BEGIN LISTED RECORDS

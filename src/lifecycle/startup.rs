//! Startup orchestration.
//!
//! # Responsibilities
//! - Start background tasks (metrics exporter, config watcher, signal listener)
//! - Bind the listener and begin accepting traffic
//!
//! # Design Decisions
//! - Fail fast: any startup error is fatal
//! - The listener binds last, after the upstream compiles

use std::net::{AddrParseError, SocketAddr};
use std::path::PathBuf;

use metrics_exporter_prometheus::BuildError;
use thiserror::Error;
use tokio::net::TcpListener;
use tokio::sync::mpsc;

use crate::config::watcher::ConfigWatcher;
use crate::config::{Overrides, ProxyConfig};
use crate::http::{HttpServer, ServerError};
use crate::lifecycle::{signals, Shutdown};
use crate::observability::metrics;

/// Fatal errors while bringing the proxy up.
#[derive(Debug, Error)]
pub enum StartupError {
    #[error("failed to bind {address}: {source}")]
    Bind {
        address: String,
        source: std::io::Error,
    },
    #[error("invalid metrics address: {0}")]
    MetricsAddress(#[from] AddrParseError),
    #[error("failed to start metrics exporter: {0}")]
    Metrics(#[from] BuildError),
    #[error("failed to watch config file: {0}")]
    Watch(#[from] notify::Error),
    #[error(transparent)]
    Server(#[from] ServerError),
    #[error("server error: {0}")]
    Io(#[from] std::io::Error),
}

/// Run the proxy until a shutdown signal arrives.
///
/// When `config_path` is set the file is watched and reloads are applied
/// live, with `overrides` layered on top of each reload.
pub async fn run(
    config: ProxyConfig,
    config_path: Option<PathBuf>,
    overrides: Overrides,
) -> Result<(), StartupError> {
    tracing::info!(
        bind_address = %config.listener.bind_address,
        context = %config.proxy.context,
        target = %config.proxy.target,
        change_origin = config.proxy.change_origin,
        "Configuration loaded"
    );

    if config.observability.metrics_enabled {
        let addr: SocketAddr = config.observability.metrics_address.parse()?;
        metrics::init_metrics(addr)?;
    }

    let server = HttpServer::new(config)?;

    let (config_updates, _watcher) = match config_path {
        Some(path) => {
            let (watcher, updates) = ConfigWatcher::new(&path);
            let handle = watcher.with_overrides(overrides).run()?;
            (updates, Some(handle))
        }
        None => {
            let (_, updates) = mpsc::unbounded_channel();
            (updates, None)
        }
    };

    let bind_address = server.config().listener.bind_address.clone();
    let listener = TcpListener::bind(&bind_address)
        .await
        .map_err(|source| StartupError::Bind {
            address: bind_address.clone(),
            source,
        })?;

    let shutdown = Shutdown::new();
    let server_shutdown = shutdown.subscribe();
    tokio::spawn(async move {
        signals::wait_for_signal().await;
        shutdown.trigger();
    });

    server.run(listener, config_updates, server_shutdown).await?;

    tracing::info!("Shutdown complete");
    Ok(())
}
//! End-to-end forwarding behaviour through a live proxy.

use std::sync::atomic::{AtomicU32, Ordering};
use std::sync::Arc;
use std::time::Duration;

use axum::http::StatusCode;
use dev_proxy::config::PathRewriteRule;

mod common;

#[tokio::test]
async fn test_forwards_context_with_path_and_query() {
    let backend = common::start_echo_backend().await;
    let proxy = common::start_proxy(common::config_for(backend)).await;

    let res = common::client()
        .get(format!("http://{}/api/workflow/search?start=0&size=15", proxy.addr))
        .send()
        .await
        .expect("Proxy unreachable");

    assert_eq!(res.status(), StatusCode::OK);
    let seen = res.text().await.unwrap();
    assert!(
        seen.starts_with("GET /api/workflow/search?start=0&size=15 HTTP/1.1\r\n"),
        "unexpected request line: {seen}"
    );
    // change_origin is on by default
    assert!(seen.to_lowercase().contains(&format!("host: {backend}\r\n")));

    proxy.shutdown.trigger();
}

#[tokio::test]
async fn test_unmatched_paths_are_not_forwarded() {
    let hits = Arc::new(AtomicU32::new(0));
    let h = hits.clone();
    let backend = common::start_programmable_backend(move |_| {
        let h = h.clone();
        async move {
            h.fetch_add(1, Ordering::SeqCst);
            (200, "backend".into())
        }
    })
    .await;
    let proxy = common::start_proxy(common::config_for(backend)).await;
    let client = common::client();

    for path in ["/", "/static/js/main.js", "/apis", "/ui/api/workflow"] {
        let res = client
            .get(format!("http://{}{}", proxy.addr, path))
            .send()
            .await
            .unwrap();
        assert_eq!(res.status(), StatusCode::NOT_FOUND, "{path} should not be proxied");
        assert_eq!(res.text().await.unwrap(), "No matching route found");
    }
    assert_eq!(hits.load(Ordering::SeqCst), 0);

    let res = client
        .get(format!("http://{}/api", proxy.addr))
        .send()
        .await
        .unwrap();
    assert_eq!(res.text().await.unwrap(), "backend");
    assert_eq!(hits.load(Ordering::SeqCst), 1);

    proxy.shutdown.trigger();
}

#[tokio::test]
async fn test_context_match_ignores_case() {
    let backend = common::start_echo_backend().await;
    let proxy = common::start_proxy(common::config_for(backend)).await;

    let res = common::client()
        .get(format!("http://{}/API/workflow", proxy.addr))
        .send()
        .await
        .unwrap();

    assert_eq!(res.status(), StatusCode::OK);
    let seen = res.text().await.unwrap();
    assert!(
        seen.starts_with("GET /API/workflow HTTP/1.1\r\n"),
        "unexpected request line: {seen}"
    );

    proxy.shutdown.trigger();
}

#[tokio::test]
async fn test_host_preserved_without_change_origin() {
    let backend = common::start_echo_backend().await;
    let mut config = common::config_for(backend);
    config.proxy.change_origin = false;
    let proxy = common::start_proxy(config).await;

    let seen = common::client()
        .get(format!("http://{}/api/health", proxy.addr))
        .send()
        .await
        .unwrap()
        .text()
        .await
        .unwrap();

    assert!(seen.to_lowercase().contains(&format!("host: {}\r\n", proxy.addr)));

    proxy.shutdown.trigger();
}

#[tokio::test]
async fn test_post_body_and_headers_reach_backend() {
    let backend = common::start_echo_backend().await;
    let proxy = common::start_proxy(common::config_for(backend)).await;

    let payload = r#"{"name":"kitchensink","version":1}"#;
    let res = common::client()
        .post(format!("http://{}/api/workflow", proxy.addr))
        .header("content-type", "application/json")
        .header("x-request-id", "req-42")
        .body(payload)
        .send()
        .await
        .unwrap();

    assert_eq!(res.headers()["x-request-id"], "req-42");
    let seen = res.text().await.unwrap();
    let lower = seen.to_lowercase();
    assert!(seen.starts_with("POST /api/workflow HTTP/1.1\r\n"));
    assert!(lower.contains("content-type: application/json\r\n"));
    assert!(lower.contains("x-request-id: req-42\r\n"));
    assert!(seen.ends_with(payload));

    proxy.shutdown.trigger();
}

#[tokio::test]
async fn test_request_id_generated_when_missing() {
    let backend = common::start_echo_backend().await;
    let proxy = common::start_proxy(common::config_for(backend)).await;

    let res = common::client()
        .get(format!("http://{}/api/metadata/workflow", proxy.addr))
        .send()
        .await
        .unwrap();

    let id = res.headers()["x-request-id"].to_str().unwrap().to_string();
    assert_eq!(id.len(), 36, "expected a UUID, got {id}");
    let seen = res.text().await.unwrap().to_lowercase();
    assert!(seen.contains(&format!("x-request-id: {id}\r\n")));

    proxy.shutdown.trigger();
}

#[tokio::test]
async fn test_backend_status_and_headers_pass_through() {
    let backend =
        common::start_programmable_backend(|_| async { (503, "Service Unavailable".into()) }).await;
    let proxy = common::start_proxy(common::config_for(backend)).await;

    let res = common::client()
        .get(format!("http://{}/api/queue", proxy.addr))
        .send()
        .await
        .unwrap();

    assert_eq!(res.status(), StatusCode::SERVICE_UNAVAILABLE);
    assert!(res.headers().get("keep-alive").is_none());
    assert_eq!(res.text().await.unwrap(), "Service Unavailable");

    proxy.shutdown.trigger();
}

#[tokio::test]
async fn test_path_rewrite_strips_context() {
    let backend = common::start_echo_backend().await;
    let mut config = common::config_for(backend);
    config.proxy.path_rewrite.push(PathRewriteRule {
        pattern: "^/api/".into(),
        replacement: "/".into(),
    });
    let proxy = common::start_proxy(config).await;

    let seen = common::client()
        .get(format!("http://{}/api/metadata/taskdefs?access=READ", proxy.addr))
        .send()
        .await
        .unwrap()
        .text()
        .await
        .unwrap();

    assert!(
        seen.starts_with("GET /metadata/taskdefs?access=READ HTTP/1.1\r\n"),
        "unexpected request line: {seen}"
    );

    proxy.shutdown.trigger();
}

#[tokio::test]
async fn test_unreachable_backend_answers_gateway_timeout() {
    let dead = common::unused_addr().await;
    let proxy = common::start_proxy(common::config_for(dead)).await;

    let res = common::client()
        .get(format!("http://{}/api/workflow/abc", proxy.addr))
        .send()
        .await
        .unwrap();

    assert_eq!(res.status(), StatusCode::GATEWAY_TIMEOUT);
    assert_eq!(
        res.text().await.unwrap(),
        format!("Error occurred while trying to proxy: {}/api/workflow/abc", proxy.addr)
    );

    proxy.shutdown.trigger();
}

#[tokio::test]
async fn test_slow_backend_times_out() {
    let backend = common::start_programmable_backend(|_| async {
        tokio::time::sleep(Duration::from_secs(3)).await;
        (200, "late".into())
    })
    .await;
    let mut config = common::config_for(backend);
    config.timeouts.request_secs = 1;
    let proxy = common::start_proxy(config).await;

    let res = common::client()
        .get(format!("http://{}/api/slow", proxy.addr))
        .send()
        .await
        .unwrap();

    assert_eq!(res.status(), StatusCode::GATEWAY_TIMEOUT);

    proxy.shutdown.trigger();
}

#[tokio::test]
async fn test_backend_hangup_answers_internal_error() {
    let backend = common::start_hangup_backend().await;
    let proxy = common::start_proxy(common::config_for(backend)).await;

    let res = common::client()
        .get(format!("http://{}/api/workflow/abc", proxy.addr))
        .send()
        .await
        .unwrap();

    assert_eq!(res.status(), StatusCode::INTERNAL_SERVER_ERROR);
    assert_eq!(
        res.text().await.unwrap(),
        format!("Error occurred while trying to proxy: {}/api/workflow/abc", proxy.addr)
    );

    proxy.shutdown.trigger();
}
//! Development reverse proxy.
//!
//! Requests under one path prefix (`/api` by default) are forwarded to a
//! backend origin taken from `WF_SERVER`, falling back to
//! `http://localhost:8081`. Everything else answers 404.

pub mod config;
pub mod http;
pub mod lifecycle;
pub mod observability;
pub mod routing;

pub use config::schema::ProxyConfig;
pub use http::HttpServer;
pub use lifecycle::Shutdown;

END LISTED RECORDS

## [PROMPT]
Above are the records; please copy exactly their first line and each line after it through the line containing "the upstream compiles", and no line after that.

## [FINAL ANSWER]
filename src/lifecycle/startup.rs
//! Startup orchestration.
//!
//! # Responsibilities
//! - Start background tasks (metrics exporter, config watcher, signal listener)
//! - Bind the listener and begin accepting traffic
//!
//! # Design Decisions
//! - Fail fast: any startup error is fatal
//! - The listener binds last, after the upstream compiles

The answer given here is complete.